You’ve probably heard the story of South Korea and Ghana. That just two generations ago, Ghana had a higher per capita GDP than its Asian counterpart, by about a 30% margin. Today, Ghana’s 1967 per capita income of $800 has moved to just $1,800 while Korea sits at around $30,000. Ghana is today famous for its exports of raw gold and cocoa today, while Korea fills our living rooms with its LG televisions, occupies our garages with its Hyundai vehicles, and completes our calls with its Samsung phones. It’s fair now to stop the comparisons between modern Ghana and South Korea.
Another story of Asian glory and African peril you haven’t heard is the one of China and Ethiopia. In 1987, China and Ethiopia had similar per capita incomes. That was also the last year that the two nations had similar per capita incomes. Since then, Ethiopia’s per capita GDP has gone from $238 to just $374, and China has risen from a low of $249 in 1987 to around $5,500 per capita today.
That was the power of the Asian Renaissance, but will Africa experience something similar?

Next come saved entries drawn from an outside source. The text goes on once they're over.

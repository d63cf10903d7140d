//! Shipyard イメージビルド機能
//!
//! リリースラベルからのタグ導出、Dockerfile の解決、イメージのビルドとプッシュ、
//! スタブ Dockerfile の生成・更新を提供します。外部ツール（docker など）は
//! [`CommandExecutor`] 経由で呼び出します。

pub mod builder;
pub mod descriptor;
pub mod error;
pub mod executor;
pub mod fsutil;
pub mod patch;
pub mod pusher;
pub mod resolver;
pub mod stub;
pub mod tags;

pub use builder::{DEFAULT_CONTAINER_CLI, ImageBuilder};
pub use descriptor::DevContainerDescriptor;
pub use error::{BuildError, BuildResult};
pub use executor::{CommandExecutor, ShellCommand, ShellExecutor};
pub use patch::{TextPatch, patch_file};
pub use pusher::{ImagePusher, split_image_tag};
pub use resolver::{BuildResolver, DockerfileKind, ResolvedDockerfile};
pub use stub::{StubAction, StubManager, StubSettings};
pub use tags::{RegistryCoordinates, Version, major_minor, normalize_version, tag_list};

The answer: It already has! According to the Economist recently, 4 of the 10 fastest growing economies projected for 2013 will be in Africa–and Ghana is one of them. A continent that makes up just 15% of the world’s population will account for 40% of the top 10 list this year. The same has been true for 2012, 2011, 2010, and the same will likely be true many years down the line.

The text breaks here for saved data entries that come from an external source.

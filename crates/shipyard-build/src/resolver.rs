use crate::descriptor::{DESCRIPTOR_FILE, DOT_DEVCONTAINER, DevContainerDescriptor};
use crate::error::{BuildError, BuildResult};
use crate::fsutil;
use std::path::{Path, PathBuf};

/// ビルドに使う Dockerfile の種別
#[derive(Debug, Clone, Copy, PartialEq, Eq)]
pub enum DockerfileKind {
    /// `base.Dockerfile`（マルチステージの本体。横にスタブの `Dockerfile` を持つ）
    Base,
    /// `Dockerfile`（単体のビルド定義）
    Final,
}

impl DockerfileKind {
    pub fn file_name(&self) -> &'static str {
        match self {
            DockerfileKind::Base => "base.Dockerfile",
            DockerfileKind::Final => "Dockerfile",
        }
    }
}

/// 解決済みの Dockerfile
#[derive(Debug, Clone, PartialEq, Eq)]
pub struct ResolvedDockerfile {
    pub path: PathBuf,
    pub kind: DockerfileKind,
}

impl ResolvedDockerfile {
    pub fn has_base(&self) -> bool {
        self.kind == DockerfileKind::Base
    }
}

/// 定義ディレクトリ内のビルド入力を解決する
pub struct BuildResolver {
    dot_devcontainer: PathBuf,
}

impl BuildResolver {
    /// `definition_path` は定義ディレクトリ（`containers/{id}`）
    pub fn new(definition_path: &Path) -> Self {
        Self {
            dot_devcontainer: definition_path.join(DOT_DEVCONTAINER),
        }
    }

    pub fn dot_devcontainer(&self) -> &Path {
        &self.dot_devcontainer
    }

    pub fn descriptor_path(&self) -> PathBuf {
        self.dot_devcontainer.join(DESCRIPTOR_FILE)
    }

    /// Dockerfileのパスを解決
    ///
    /// 検索順序:
    /// 1. .devcontainer/base.Dockerfile
    /// 2. .devcontainer/Dockerfile
    pub async fn resolve_dockerfile(&self) -> BuildResult<ResolvedDockerfile> {
        for kind in [DockerfileKind::Base, DockerfileKind::Final] {
            let path = self.dot_devcontainer.join(kind.file_name());
            if fsutil::exists(&path).await {
                tracing::debug!("Found {:?} Dockerfile at: {}", kind, path.display());
                return Ok(ResolvedDockerfile { path, kind });
            }
        }

        Err(BuildError::MissingDockerfile(
            self.dot_devcontainer.join(DockerfileKind::Final.file_name()),
        ))
    }

    /// ビルドコンテキストのパスを解決
    ///
    /// devcontainer.json の `context` を `.devcontainer` からの相対パスとして扱い、
    /// 未指定なら `.devcontainer` 自体を使います。
    pub async fn resolve_context(&self, descriptor: &DevContainerDescriptor) -> BuildResult<PathBuf> {
        let context = match descriptor.context.as_deref() {
            Some(ctx) => self.dot_devcontainer.join(ctx),
            None => self.dot_devcontainer.clone(),
        };

        let is_dir = tokio::fs::metadata(&context)
            .await
            .map(|m| m.is_dir())
            .unwrap_or(false);
        if !is_dir {
            return Err(BuildError::ContextNotFound(context));
        }

        Ok(context)
    }
}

Mass communication and technology transfer have also risen rapidly in recent years. The World Bank reported in 2012 that Africa had 650 million mobile phone subscribers, up from just 16 million in 2000, and surpassing both the European Union and the United States. It was the wonder of long-distance cultural exchange that allowed a Moorish scholar’s works to shape the European Renaissance through a Scottish conduit named Michael Scot.
The holy grail
Africa’s greatest asset has still not yet been touched. The continent has billions, perhaps even trillions of barrels of oil and hundreds of trillions of cubic meters of natural gas still untapped. The Democratic Republic of the Congo alone holds an estimated $24 trillion worth of minerals plus untold sums of oil and natural gas reserves, the world’s second largest rainforest, and the world’s second greatest river in total volume. That’s just one African state out of 55. Earlier this decade, exploration teams discovered beneath the coastal waters of Tanzania and Mozambique more than three times the quantity of natural gas of the Black Sea region.
It’s a fact now that Europe has exhausted all of its natural resources, and that nations across Asia are struggling to break into net export territory with their dwindling resources. The Americas aren’t far off from entering that murky territory either. The last vehicle in the lot with juice left in its engine is Africa.
A century ago, the British prioritized their Egyptian colony for its cotton-producing Nile River Delta. Mind you, very little Nile water actually makes it to Egypt. About 80% of the Nile sits in Ethiopia for most of the year. The potential for growth in a place like Ethiopia must be endless if the British made a global force out of Egypt’s comparatively parched Delta region.
Labor
Slavery may be one of the last subjects to discuss lightly in Africa, but it’s an apt metaphor for awaiting opportunity. Amid rising standards of living and higher wage expectations in mid-20th century Europe and North America, the world’s manufacturing responsibilities were transferred to Asia, where a disciplined labor force willing to work for subsistence pay levels.
Demands for higher wages and greater worker rights are already beginning to emanate across Asia as more countries enter the middle income category. Just as unions and workers’ rights campaigns sounded the death knell for manufacturing and production jobs in the Western world, similar demands are forcing companies to abandon Asia for cheaper realms. With the Latin America seeing similar levels of average incomes as Asia, it only leaves Africa as the last remaining frontier for low-wage workers.
In 2009, Hyundai Motor Company teamed up with Ethiopian track superstar Haile Gebreselassie to launch Marathon Motors Engineering, a joint venture project that will build a new line of cars in Ethiopia. Hyundai already has similar partnerships in Egypt and the Sudan with Ghabbour Auto and Giad Auto companies respectively.
Golden age
More than at any other point in history, there is greater contact and solidarity among Africa’s one billion citizens. This element of oneness among Africa’s diverse and disparate cultures will ease communication, transfer of wealth, and the exchange of knowledge, much as it did for Europe centuries ago.
At the start of this young millennium, Angola was locked in the longest modern civil war, but today it is the largest petroleum producer in Africa. Ten years ago, the European Union was hailed as the glue which held a continent together, but today it is the pariah of every one of its member states. Times change, and they change much faster than we are often willing to believe. Africa’s moment of grace is not coming, it is already here, and it is up to you to keep up.